Much attention has been paid to the optimized protection of microgrids (MGs) and active distribution networks (ADNs). However, the literature shows a research gap in proposing a hybrid scheme, utilizing the voltage-based and overcurrent-based relays, while the voltage relay characteristics are smartly selected. This study aims to address such a research gap. This article presents an optimal hybrid protection coordination method for ADNs and MGs. Considering that any system fault is associated with a voltage drop, a new protection method is formulated from voltage analysis under fault conditions.
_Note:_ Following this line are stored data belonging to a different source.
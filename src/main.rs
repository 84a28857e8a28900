use clap::Parser;
use flexi_logger::{AdaptiveFormat, Logger, WriteMode};
use lib_hexsolve::prelude::*;

fn main() -> Result<()> {
    dotenvy::dotenv().ok();
    let options = HexShellOptions::parse();
    let _logger = Logger::try_with_env_or_str(options.log_level.clone().unwrap_or("info".into()).as_str())?
        .write_mode(WriteMode::BufferAndFlush)
        .log_to_stderr()
        .adaptive_format_for_stderr(match cfg!(debug_assertions) {
            true => AdaptiveFormat::WithThread,
            _ => AdaptiveFormat::Default,
        })
        .set_palette("b196;208;195;111;67".to_owned())
        .start()?;

    let mut shell = HexShell::new(options);
    shell.run()
}
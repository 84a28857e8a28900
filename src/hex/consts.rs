use std::ops::Neg;

use crate::utils::prelude::*;

/// The largest board this engine is prepared to allocate bitsets for.
///
/// Real play happens on boards up to 11x11; we budget headroom to 19x19
/// (the largest size commonly discussed in the Hex literature) plus the
/// four edge sentinels.
pub const MAX_DIM: usize = 19;
pub const MAX_CELLS: usize = MAX_DIM * MAX_DIM + 4;

/// A player colour. BLACK connects north-south, WHITE connects east-west.
#[repr(u8)]
#[derive(Clone, Copy, Debug, PartialEq, Eq, PartialOrd, Ord, Hash)]
pub enum Color {
    Black = 0,
    White = 1,
    Empty = 2,
    Dead = 3,
}

impl Color {
    /// Notates the colour using the conventional single-letter shorthand.
    pub fn notate(&self) -> &'static str {
        match self {
            Color::Black => "b",
            Color::White => "w",
            Color::Empty => ".",
            Color::Dead => "d",
        }
    }

    /// Parses a colour from its shorthand.
    pub fn parse(s: &str) -> Result<Color> {
        match s.to_ascii_lowercase().as_str() {
            "b" | "black" => Ok(Color::Black),
            "w" | "white" => Ok(Color::White),
            _ => Err(anyhow!("invalid notation {s} for colour")),
        }
    }

    /// Whether this colour is one of the two players (not EMPTY/DEAD).
    pub fn is_player(&self) -> bool {
        matches!(self, Color::Black | Color::White)
    }
}

impl Neg for Color {
    type Output = Color;
    fn neg(self) -> Self::Output {
        match self {
            Color::Black => Color::White,
            Color::White => Color::Black,
            other => other,
        }
    }
}

/// The four edge sentinels, in a fixed order relative to the end of the interior grid.
#[repr(usize)]
#[derive(Clone, Copy, Debug, PartialEq, Eq, PartialOrd, Ord, Hash)]
pub enum EdgeSlot {
    North = 0,
    South = 1,
    East = 2,
    West = 3,
}

pub const NUM_EDGES: usize = 4;
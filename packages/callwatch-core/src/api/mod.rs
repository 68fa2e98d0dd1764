//! HTTP/SSE API layer.
//!
//! This module contains thin handlers that delegate to the ingest service
//! and shared stores. It provides router construction and server startup.

use std::sync::Arc;

use thiserror::Error;
use tokio_util::sync::CancellationToken;

use crate::alerts::AlertEvaluator;
use crate::audio::LiveAudioStore;
use crate::config::RealtimeConfig;
use crate::events::CallEventBus;
use crate::ingest::IngestService;
use crate::repository::RealtimeRepository;

pub mod http;
pub mod response;
pub mod sse;

/// Errors that can occur when starting or running the server.
#[derive(Debug, Error)]
pub enum ServerError {
    /// Failed to bind to a TCP port.
    #[error("Failed to bind to port: {0}")]
    Bind(#[from] std::io::Error),
}

/// Shared application state for the API layer.
///
/// This is the one context struct threaded through handlers and workers;
/// all business logic lives in the services it holds.
#[derive(Clone)]
pub struct AppState {
    /// Store for calls, events, and alerts.
    pub repository: Arc<RealtimeRepository>,
    /// Rolling audio buffers.
    pub audio: Arc<LiveAudioStore>,
    /// Topic-per-call fan-out to SSE subscribers.
    pub bus: Arc<CallEventBus>,
    /// Ingest and alerting pipeline.
    pub ingest: Arc<IngestService>,
    /// Immutable runtime configuration.
    pub config: Arc<RealtimeConfig>,
    /// Signalled on process shutdown; SSE streams close with a final envelope.
    pub shutdown: CancellationToken,
}

impl AppState {
    /// Wires all realtime services from configuration.
    pub fn new(config: RealtimeConfig) -> Self {
        let repository = Arc::new(RealtimeRepository::new());
        let audio = Arc::new(LiveAudioStore::new(
            config.audio_window_seconds,
            Some(config.audio_dir.clone()),
        ));
        let bus = Arc::new(CallEventBus::new());
        let evaluator = AlertEvaluator::from_config(&config);
        let ingest = Arc::new(IngestService::new(
            Arc::clone(&repository),
            Arc::clone(&audio),
            Arc::clone(&bus),
            evaluator,
        ));
        Self {
            repository,
            audio,
            bus,
            ingest,
            config: Arc::new(config),
            shutdown: CancellationToken::new(),
        }
    }
}

/// Starts the HTTP server on the configured bind address.
///
/// Serves until the state's shutdown token fires, then drains gracefully.
pub async fn start_server(state: AppState) -> Result<(), ServerError> {
    let addr = format!("{}:{}", state.config.bind_host, state.config.bind_port);
    let listener = tokio::net::TcpListener::bind(&addr).await?;
    log::info!("Server listening on http://{}", addr);

    let shutdown = state.shutdown.clone();
    let app = http::create_router(state);

    axum::serve(listener, app)
        .with_graceful_shutdown(async move { shutdown.cancelled().await })
        .await?;
    Ok(())
}
//! Genesys notification connector worker.
//!
//! Maintains an authenticated notification-channel subscription and pumps
//! normalized events into the ingest API:
//!
//! ```text
//! starting → connecting → authenticated → channel_created → subscribed → running
//!   ↘ (any step fails) → degraded → (backoff) → connecting
//! running → (WS close / error) → degraded → connecting
//! ```
//!
//! Failures never kill the worker: every session error degrades, backs off,
//! and reconnects until the cancellation token fires.

use std::time::Duration;

use futures::{SinkExt, StreamExt};
use serde::Deserialize;
use serde_json::{json, Value};
use tokio_tungstenite::{connect_async, tungstenite::Message};
use tokio_util::sync::CancellationToken;

use crate::config::GenesysConfig;
use crate::error::{CallwatchError, CallwatchResult};
use crate::forward::Forwarder;
use crate::genesys::normalize::{normalize_frame, NormalizedFrame};
use crate::genesys::oauth::TokenSource;
use crate::genesys::topics::TopicBuilder;
use crate::health::{StatusWriter, WorkerState};

/// WebSocket read timeout; the provider heartbeats every 30 s.
const WS_READ_TIMEOUT: Duration = Duration::from_secs(60);

/// Status file heartbeat cadence.
const STATUS_HEARTBEAT: Duration = Duration::from_secs(30);

#[derive(Debug, Deserialize)]
struct ChannelResponse {
    id: String,
    #[serde(rename = "connectUri")]
    connect_uri: String,
}

/// Long-running notification connector.
pub struct GenesysConnector {
    config: GenesysConfig,
    http: reqwest::Client,
    tokens: TokenSource,
    forwarder: Forwarder,
    topic_builder: Option<TopicBuilder>,
    status: StatusWriter,
    dry_run: bool,
}

impl GenesysConnector {
    /// Builds the connector from validated configuration.
    pub fn new(config: GenesysConfig, dry_run: bool) -> CallwatchResult<Self> {
        config.validate()?;
        let http = reqwest::Client::builder()
            .timeout(Duration::from_secs(config.http_timeout_seconds))
            .build()
            .map_err(|e| CallwatchError::Configuration(e.to_string()))?;

        let tokens = TokenSource::new(
            http.clone(),
            config.login_base_url.clone(),
            config.client_id.clone(),
            config.client_secret.clone(),
        );
        let forwarder = Forwarder::new(
            http.clone(),
            config.target_ingest_url.clone(),
            config.ingest_token.clone(),
            config.retry,
        );
        let topic_builder = config.topic_builder.enabled.then(|| {
            TopicBuilder::new(
                http.clone(),
                config.api_base_url.clone(),
                config.topic_builder.clone(),
            )
        });
        let status = StatusWriter::new(config.status_path.clone());

        Ok(Self {
            config,
            http,
            tokens,
            forwarder,
            topic_builder,
            status,
            dry_run,
        })
    }

    /// Runs until the cancellation token fires.
    pub async fn run(&self, cancel: CancellationToken) {
        if self.dry_run {
            log::info!("[Genesys] Running in dry-run mode: events observed, not forwarded");
        }
        loop {
            match self.session(&cancel).await {
                Ok(()) => break,
                Err(e) => {
                    self.status
                        .record_error(WorkerState::Degraded, &format!("{}: {}", e.code(), e));
                    log::warn!("[Genesys] Session failed, reconnecting: {}", e);
                    if let CallwatchError::Auth(_) = e {
                        self.tokens.invalidate();
                    }
                    tokio::select! {
                        _ = cancel.cancelled() => break,
                        _ = tokio::time::sleep(Duration::from_secs(
                            self.config.reconnect_delay_seconds,
                        )) => {}
                    }
                }
            }
        }
        self.status.set_state(WorkerState::Stopped);
        log::info!("[Genesys] Connector stopped");
    }

    /// One connect-subscribe-consume session. `Ok` means cancellation.
    async fn session(&self, cancel: &CancellationToken) -> CallwatchResult<()> {
        self.status.set_state(WorkerState::Connecting);
        let bearer = self.tokens.bearer().await?;
        self.status.set_state(WorkerState::Authenticated);

        let channel = self.create_channel(&bearer).await?;
        self.status.set_state(WorkerState::ChannelCreated);

        let topics = self.gather_topics(&bearer).await?;
        if topics.is_empty() {
            return Err(CallwatchError::Configuration(
                "no subscription topics: set GENESYS_SUBSCRIPTION_TOPICS or enable the topic builder"
                    .into(),
            ));
        }
        self.subscribe_topics(&bearer, &channel.id, &topics).await?;
        self.status.update(|s| {
            s.state = WorkerState::Subscribed;
            s.topics_count = Some(topics.len());
        });

        let (mut ws, _) = connect_async(channel.connect_uri.as_str())
            .await
            .map_err(|e| CallwatchError::Upstream(format!("websocket connect failed: {}", e)))?;
        self.status.set_state(WorkerState::Running);
        log::info!(
            "[Genesys] Consuming channel {} with {} topic(s)",
            channel.id,
            topics.len()
        );

        let mut heartbeat = tokio::time::interval(STATUS_HEARTBEAT);
        heartbeat.set_missed_tick_behavior(tokio::time::MissedTickBehavior::Delay);

        let refresh_period = Duration::from_secs(self.config.topic_builder.refresh_seconds.max(1));
        let mut refresh = tokio::time::interval(refresh_period);
        refresh.reset(); // skip the immediate first tick

        loop {
            tokio::select! {
                _ = cancel.cancelled() => {
                    let _ = ws.close(None).await;
                    return Ok(());
                }

                _ = heartbeat.tick() => {
                    self.status.heartbeat();
                }

                _ = refresh.tick(), if self.topic_builder.is_some() => {
                    // Periodic re-discovery; failures degrade the session so
                    // the normal reconnect path rebuilds everything.
                    let bearer = self.tokens.bearer().await?;
                    let topics = self.gather_topics(&bearer).await?;
                    if !topics.is_empty() {
                        self.subscribe_topics(&bearer, &channel.id, &topics).await?;
                        self.status.update(|s| s.topics_count = Some(topics.len()));
                        log::info!("[Genesys] Refreshed subscriptions: {} topic(s)", topics.len());
                    }
                }

                frame = tokio::time::timeout(WS_READ_TIMEOUT, ws.next()) => {
                    match frame {
                        Err(_) => {
                            return Err(CallwatchError::Upstream(
                                "websocket read timed out".into(),
                            ));
                        }
                        Ok(None) => {
                            return Err(CallwatchError::Upstream(
                                "websocket closed by provider".into(),
                            ));
                        }
                        Ok(Some(Err(e))) => {
                            return Err(CallwatchError::Upstream(format!(
                                "websocket error: {}",
                                e
                            )));
                        }
                        Ok(Some(Ok(Message::Ping(data)))) => {
                            let _ = ws.send(Message::Pong(data)).await;
                        }
                        Ok(Some(Ok(Message::Close(_)))) => {
                            return Err(CallwatchError::Upstream(
                                "websocket close frame received".into(),
                            ));
                        }
                        Ok(Some(Ok(Message::Text(text)))) => {
                            self.handle_text(&text).await;
                        }
                        Ok(Some(Ok(_))) => {} // binary/pong frames are not part of the protocol
                    }
                }
            }
        }
    }

    /// Parses and dispatches one text frame.
    ///
    /// Malformed frames are logged, counted, and dropped; the session stays up.
    async fn handle_text(&self, text: &str) {
        let frame: Value = match serde_json::from_str(text) {
            Ok(v) => v,
            Err(e) => {
                log::warn!("[Genesys] Dropping malformed frame: {}", e);
                self.status.bump(|s| s.errors += 1);
                return;
            }
        };

        match normalize_frame(&frame) {
            NormalizedFrame::KeepAlive => {
                log::debug!("[Genesys] Channel heartbeat");
                self.status.heartbeat();
            }
            NormalizedFrame::Ignored => {
                log::debug!("[Genesys] Ignoring frame without usable payload");
            }
            NormalizedFrame::Event(payload) => {
                if self.dry_run {
                    log::info!("[Genesys] (dry-run) normalized event: {}", payload);
                    return;
                }
                match self.forwarder.send(&payload).await {
                    Ok(()) => {
                        self.status.bump(|s| s.forwarded_events += 1);
                    }
                    Err(e) => {
                        // Retry budget exhausted: count and keep consuming so
                        // one bad delivery never drops the channel.
                        log::error!("[Genesys] Forward failed after retries: {}", e);
                        self.status.bump(|s| s.errors += 1);
                    }
                }
            }
        }
    }

    async fn create_channel(&self, bearer: &str) -> CallwatchResult<ChannelResponse> {
        let url = format!("{}/api/v2/notifications/channels", self.config.api_base_url);
        let response = self
            .http
            .post(&url)
            .bearer_auth(bearer)
            .json(&json!({}))
            .send()
            .await
            .map_err(|e| CallwatchError::Upstream(format!("channel create failed: {}", e)))?;

        let status = response.status();
        if status.as_u16() == 401 {
            return Err(CallwatchError::Auth("channel create rejected".into()));
        }
        if !status.is_success() {
            return Err(CallwatchError::Upstream(format!(
                "channel create returned HTTP {}",
                status
            )));
        }
        response
            .json()
            .await
            .map_err(|e| CallwatchError::Protocol(format!("malformed channel response: {}", e)))
    }

    async fn subscribe_topics(
        &self,
        bearer: &str,
        channel_id: &str,
        topics: &[String],
    ) -> CallwatchResult<()> {
        let url = format!(
            "{}/api/v2/notifications/channels/{}/subscriptions",
            self.config.api_base_url, channel_id
        );
        let body: Vec<Value> = topics.iter().map(|t| json!({ "id": t })).collect();
        let response = self
            .http
            .put(&url)
            .bearer_auth(bearer)
            .json(&body)
            .send()
            .await
            .map_err(|e| CallwatchError::Upstream(format!("subscribe failed: {}", e)))?;

        let status = response.status();
        if status.as_u16() == 401 {
            return Err(CallwatchError::Auth("subscribe rejected".into()));
        }
        if !status.is_success() {
            return Err(CallwatchError::Upstream(format!(
                "subscribe returned HTTP {}",
                status
            )));
        }
        Ok(())
    }

    /// Union of manually configured topics and discovered ones.
    async fn gather_topics(&self, bearer: &str) -> CallwatchResult<Vec<String>> {
        let mut topics = self.config.subscription_topics.clone();
        if let Some(builder) = &self.topic_builder {
            let discovered = builder.build(bearer).await?;
            for topic in discovered {
                if !topics.contains(&topic) {
                    topics.push(topic);
                }
            }
        }
        Ok(topics)
    }
}

/// Runs the standalone topic builder once and returns the topics.
///
/// Backs the `build-genesys-topics` CLI command.
pub async fn build_topics_once(config: &GenesysConfig) -> CallwatchResult<Vec<String>> {
    config.validate()?;
    let http = reqwest::Client::builder()
        .timeout(Duration::from_secs(config.http_timeout_seconds))
        .build()
        .map_err(|e| CallwatchError::Configuration(e.to_string()))?;
    let tokens = TokenSource::new(
        http.clone(),
        config.login_base_url.clone(),
        config.client_id.clone(),
        config.client_secret.clone(),
    );
    let builder = TopicBuilder::new(
        http,
        config.api_base_url.clone(),
        config.topic_builder.clone(),
    );
    let bearer = tokens.bearer().await?;
    let mut topics = config.subscription_topics.clone();
    for topic in builder.build(&bearer).await? {
        if !topics.contains(&topic) {
            topics.push(topic);
        }
    }
    Ok(topics)
}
The proposed method is independent of the type, size, and location of distributed generation (DG) units, as well as the operation of the distribution system connected to the grid. This method uses only the local voltage to determine the relay’s tripping time and is a low-cost protection method, in addition to the directional overcurrent relays (DOCRs). Optimizing the voltage-based relay characteristics is one of the most important contributions, which leads to improving the protection system speed and its selectivity concerns. The effectiveness of the proposed method has been verified by several simulation tests performed on the medium voltage (MV) distribution system under different fault conditions and DG size and location. The simulation results show that the protection method has appropriate speed, and the protection settings could be independent of the operation modes/topologies and the locations of faults. The comparative results illustrate the advantages of the proposed hybrid protective scheme.

Suggested Citation

  • Ali Vafadar & Maryam A. Hejazi & Hamed Hashemi-Dezaki & Negin Mohagheghi, 2023. "Optimal Protection Coordination of Active Distribution Networks Using Smart Selection of Short Circuit Voltage-Based Relay Characteristics," Energies, MDPI, vol. 16(14), pages 1-18, July.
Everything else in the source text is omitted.